What you need to do:
Where does the word "delivered" show up in the records? Copy every line that holds it.

++++++++

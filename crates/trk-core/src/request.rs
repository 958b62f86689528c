//! Fully formed tracking requests waiting to be delivered.

use std::fmt;

use serde::{Deserialize, Serialize};

/// Dispatch marker written by older protocol versions.
const LEGACY_DISPATCH_MARKER: &str = "&_d=0";
/// Dispatch marker written by the current encoder.
const DISPATCH_MARKER: &str = "&_d=1";

/// An encoded request URL. Immutable once built.
#[derive(Debug, Clone, PartialEq, Eq, Hash, Serialize, Deserialize)]
#[serde(transparent)]
pub struct PendingRequest(String);

impl PendingRequest {
    pub(crate) const fn new(url: String) -> Self {
        Self(url)
    }

    /// Rebuilds a request restored from the durable queue.
    ///
    /// Legacy `&_d=0` markers are rewritten to `&_d=1`; nothing else changes.
    #[must_use]
    pub fn from_persisted(url: impl Into<String>) -> Self {
        let url = url.into();
        if url.contains(LEGACY_DISPATCH_MARKER) {
            Self(url.replace(LEGACY_DISPATCH_MARKER, DISPATCH_MARKER))
        } else {
            Self(url)
        }
    }

    pub fn as_str(&self) -> &str {
        &self.0
    }

    pub fn into_string(self) -> String {
        self.0
    }
}

impl fmt::Display for PendingRequest {
    fn fmt(&self, f: &mut fmt::Formatter<'_>) -> fmt::Result {
        f.write_str(&self.0)
    }
}

impl AsRef<str> for PendingRequest {
    fn as_ref(&self) -> &str {
        &self.0
    }
}
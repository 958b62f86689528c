//! Command-line argument definitions.

use std::path::PathBuf;

use clap::{Parser, Subcommand};

/// Durable event tracking from the shell.
///
/// Tracking commands are queued in a local database and delivered in order
/// whenever the network allows.
#[derive(Debug, Parser)]
#[command(name = "trk", version, about, long_about = None)]
pub struct Cli {
    /// Enable verbose output.
    #[arg(short, long, global = true)]
    pub verbose: bool,

    /// Path to config file.
    #[arg(short, long, global = true)]
    pub config: Option<PathBuf>,

    #[command(subcommand)]
    pub command: Option<Commands>,
}

/// Available subcommands.
#[derive(Debug, Subcommand)]
pub enum Commands {
    /// Record an event.
    Event {
        /// Event name.
        name: String,

        /// Event property as KEY=VALUE (repeatable).
        #[arg(short = 'p', long = "property", value_parser = parse_property)]
        properties: Vec<(String, String)>,
    },

    /// Set properties on the current identity.
    Set {
        /// Properties as KEY=VALUE.
        #[arg(required = true, value_parser = parse_property)]
        properties: Vec<(String, String)>,
    },

    /// Link the current identity to a new one and switch to it.
    Identify {
        /// The new identity (e.g. an email address).
        identity: String,
    },

    /// Link two identities without switching.
    Alias {
        /// First identity.
        first: String,

        /// Second identity.
        second: String,
    },

    /// Replace the current identity with a fresh anonymous one.
    Reset,

    /// Deliver pending requests.
    Flush {
        /// Seconds to wait for the queue to drain (defaults to config).
        #[arg(long)]
        timeout: Option<u64>,
    },

    /// List pending requests.
    Queue {
        /// Output as JSON.
        #[arg(long)]
        json: bool,
    },

    /// Show identity, device profile and queue size.
    Status,
}

/// Parses `KEY=VALUE`. The value may be empty and may contain `=`.
pub fn parse_property(s: &str) -> Result<(String, String), String> {
    let (key, value) = s
        .split_once('=')
        .ok_or_else(|| format!("expected KEY=VALUE, got '{s}'"))?;
    if key.is_empty() {
        return Err(format!("property name cannot be empty in '{s}'"));
    }
    Ok((key.to_string(), value.to_string()))
}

++++++++

Answer section:
//! Fully formed tracking requests waiting to be delivered.
/// Tracking commands are queued in a local database and delivered in order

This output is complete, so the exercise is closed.